=== Records to process ===
----

//! Progress and result types reported by the evolutionary search.

use serde::{Deserialize, Serialize};

use crate::compute::Robot;
use crate::compute::evolution::FitnessTable;

/// Progress update sent after every generation.
#[derive(Debug, Clone, Serialize, Deserialize)]
pub struct EvolutionProgress {
    /// Current generation number.
    pub generation: usize,
    /// Total generations planned.
    pub total_generations: usize,
    /// Individuals evaluated this generation (newly born ones only).
    pub evaluations_completed: usize,
    /// Best train fitness in the population.
    pub best_fitness: f32,
    /// Mean train fitness of the population.
    pub avg_fitness: f32,
    /// Mean age of the population.
    pub mean_age: f32,
    /// Individuals not dominated on (age, fitness).
    pub pareto_front_size: usize,
    /// Wall-clock time since the run started.
    pub elapsed_seconds: f64,
    /// Current best individual.
    pub best: Option<IndividualSnapshot>,
    pub phase: EvolutionPhase,
}

/// Serializable view of one individual.
#[derive(Debug, Clone, Serialize, Deserialize)]
pub struct IndividualSnapshot {
    pub id: u64,
    pub parent_id: Option<u64>,
    pub age: usize,
    /// Aggregate train fitness.
    pub fitness: f32,
    /// Aggregate train plus test fitness, if test commands were evaluated.
    pub test_fitness: Option<f32>,
    /// Per-command scores.
    pub scores: FitnessTable,
}

/// Per-generation statistics for plotting.
#[derive(Debug, Clone, Serialize, Deserialize, Default)]
pub struct EvolutionHistory {
    /// Best train fitness per generation.
    pub best_fitness: Vec<f32>,
    /// Mean train fitness per generation.
    pub avg_fitness: Vec<f32>,
    /// Mean age per generation.
    pub mean_age: Vec<f32>,
    /// Mean pairwise weight distance per generation.
    pub diversity: Vec<f32>,
}

/// Current phase of the search.
#[derive(Debug, Clone, Serialize, Deserialize, PartialEq, Eq, Default)]
pub enum EvolutionPhase {
    #[default]
    Initializing,
    Evaluating,
    Stopped,
}

/// Final result of a run.
#[derive(Debug, Clone, Serialize, Deserialize)]
pub struct EvolutionResult {
    /// Individual with the highest train fitness.
    pub best: IndividualSnapshot,
    /// Its robot, ready to be rebuilt for any command.
    pub best_robot: Robot,
    /// Final population.
    pub population: Vec<IndividualSnapshot>,
    pub stats: EvolutionStats,
    pub history: EvolutionHistory,
}

/// Statistics from a run.
#[derive(Debug, Clone, Serialize, Deserialize)]
pub struct EvolutionStats {
    /// Generations run.
    pub generations: usize,
    /// Individuals evaluated, counting re-evaluations.
    pub total_evaluations: u64,
    /// Simulations performed.
    pub total_simulations: u64,
    pub best_fitness: f32,
    pub best_test_fitness: Option<f32>,
    pub final_avg_fitness: f32,
    pub elapsed_seconds: f64,
    pub evaluations_per_second: f64,
    pub stop_reason: StopReason,
}

/// Why the search stopped.
#[derive(Debug, Clone, Serialize, Deserialize, PartialEq, Eq)]
pub enum StopReason {
    /// Reached the generation limit.
    MaxGenerations,
    /// Ran out of wall-clock time.
    MaxRuntime,
    /// Reached the target fitness.
    TargetReached,
    /// Cancelled through the engine's cancel handle.
    Cancelled,
}

/// Column names of the summary log, written once per run.
#[derive(Debug, Clone, Serialize, Deserialize, PartialEq)]
pub struct SummaryHeader {
    pub columns: Vec<String>,
}

/// One individual in one generation of the summary log.
///
/// `scores` follows the order of [`SummaryHeader::columns`].
#[derive(Debug, Clone, Serialize, Deserialize, PartialEq)]
pub struct SummaryRow {
    pub generation: usize,
    pub id: u64,
    pub parent_id: Option<u64>,
    pub age: usize,
    pub fitness: f32,
    pub test_fitness: Option<f32>,
    pub scores: Vec<f32>,
}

----

Word for word, retype all of the material.

//! Progress and result types reported by the evolutionary search.

use serde::{Deserialize, Serialize};

use crate::compute::Robot;
use crate::compute::evolution::FitnessTable;

/// Progress update sent after every generation.
#[derive(Debug, Clone, Serialize, Deserialize)]
pub struct EvolutionProgress {
    /// Current generation number.
    pub generation: usize,
    /// Total generations planned.
    pub total_generations: usize,
    /// Individuals evaluated this generation (newly born ones only).
    pub evaluations_completed: usize,
    /// Best train fitness in the population.
    pub best_fitness: f32,
    /// Mean train fitness of the population.
    pub avg_fitness: f32,
    /// Mean age of the population.
    pub mean_age: f32,
    /// Individuals not dominated on (age, fitness).
    pub pareto_front_size: usize,
    /// Wall-clock time since the run started.
    pub elapsed_seconds: f64,
    /// Current best individual.
    pub best: Option<IndividualSnapshot>,
    pub phase: EvolutionPhase,
}

/// Serializable view of one individual.
#[derive(Debug, Clone, Serialize, Deserialize)]
pub struct IndividualSnapshot {
    pub id: u64,
    pub parent_id: Option<u64>,
    pub age: usize,
    /// Aggregate train fitness.
    pub fitness: f32,
    /// Aggregate train plus test fitness, if test commands were evaluated.
    pub test_fitness: Option<f32>,
    /// Per-command scores.
    pub scores: FitnessTable,
}

/// Per-generation statistics for plotting.
#[derive(Debug, Clone, Serialize, Deserialize, Default)]
pub struct EvolutionHistory {
    /// Best train fitness per generation.
    pub best_fitness: Vec<f32>,
    /// Mean train fitness per generation.
    pub avg_fitness: Vec<f32>,
    /// Mean age per generation.
    pub mean_age: Vec<f32>,
    /// Mean pairwise weight distance per generation.
    pub diversity: Vec<f32>,
}

/// Current phase of the search.
#[derive(Debug, Clone, Serialize, Deserialize, PartialEq, Eq, Default)]
pub enum EvolutionPhase {
    #[default]
    Initializing,
    Evaluating,
    Stopped,
}

/// Final result of a run.
#[derive(Debug, Clone, Serialize, Deserialize)]
pub struct EvolutionResult {
    /// Individual with the highest train fitness.
    pub best: IndividualSnapshot,
    /// Its robot, ready to be rebuilt for any command.
    pub best_robot: Robot,
    /// Final population.
    pub population: Vec<IndividualSnapshot>,
    pub stats: EvolutionStats,
    pub history: EvolutionHistory,
}

/// Statistics from a run.
#[derive(Debug, Clone, Serialize, Deserialize)]
pub struct EvolutionStats {
    /// Generations run.
    pub generations: usize,
    /// Individuals evaluated, counting re-evaluations.
    pub total_evaluations: u64,
    /// Simulations performed.
    pub total_simulations: u64,
    pub best_fitness: f32,
    pub best_test_fitness: Option<f32>,
    pub final_avg_fitness: f32,
    pub elapsed_seconds: f64,
    pub evaluations_per_second: f64,
    pub stop_reason: StopReason,
}

/// Why the search stopped.
#[derive(Debug, Clone, Serialize, Deserialize, PartialEq, Eq)]
pub enum StopReason {
    /// Reached the generation limit.
    MaxGenerations,
    /// Ran out of wall-clock time.
    MaxRuntime,
    /// Reached the target fitness.
    TargetReached,
    /// Cancelled through the engine's cancel handle.
    Cancelled,
}

/// Column names of the summary log, written once per run.
#[derive(Debug, Clone, Serialize, Deserialize, PartialEq)]
pub struct SummaryHeader {
    pub columns: Vec<String>,
}

/// One individual in one generation of the summary log.
///
/// `scores` follows the order of [`SummaryHeader::columns`].
#[derive(Debug, Clone, Serialize, Deserialize, PartialEq)]
pub struct SummaryRow {
    pub generation: usize,
    pub id: u64,
    pub parent_id: Option<u64>,
    pub age: usize,
    pub fitness: f32,
    pub test_fitness: Option<f32>,
    pub scores: Vec<f32>,
}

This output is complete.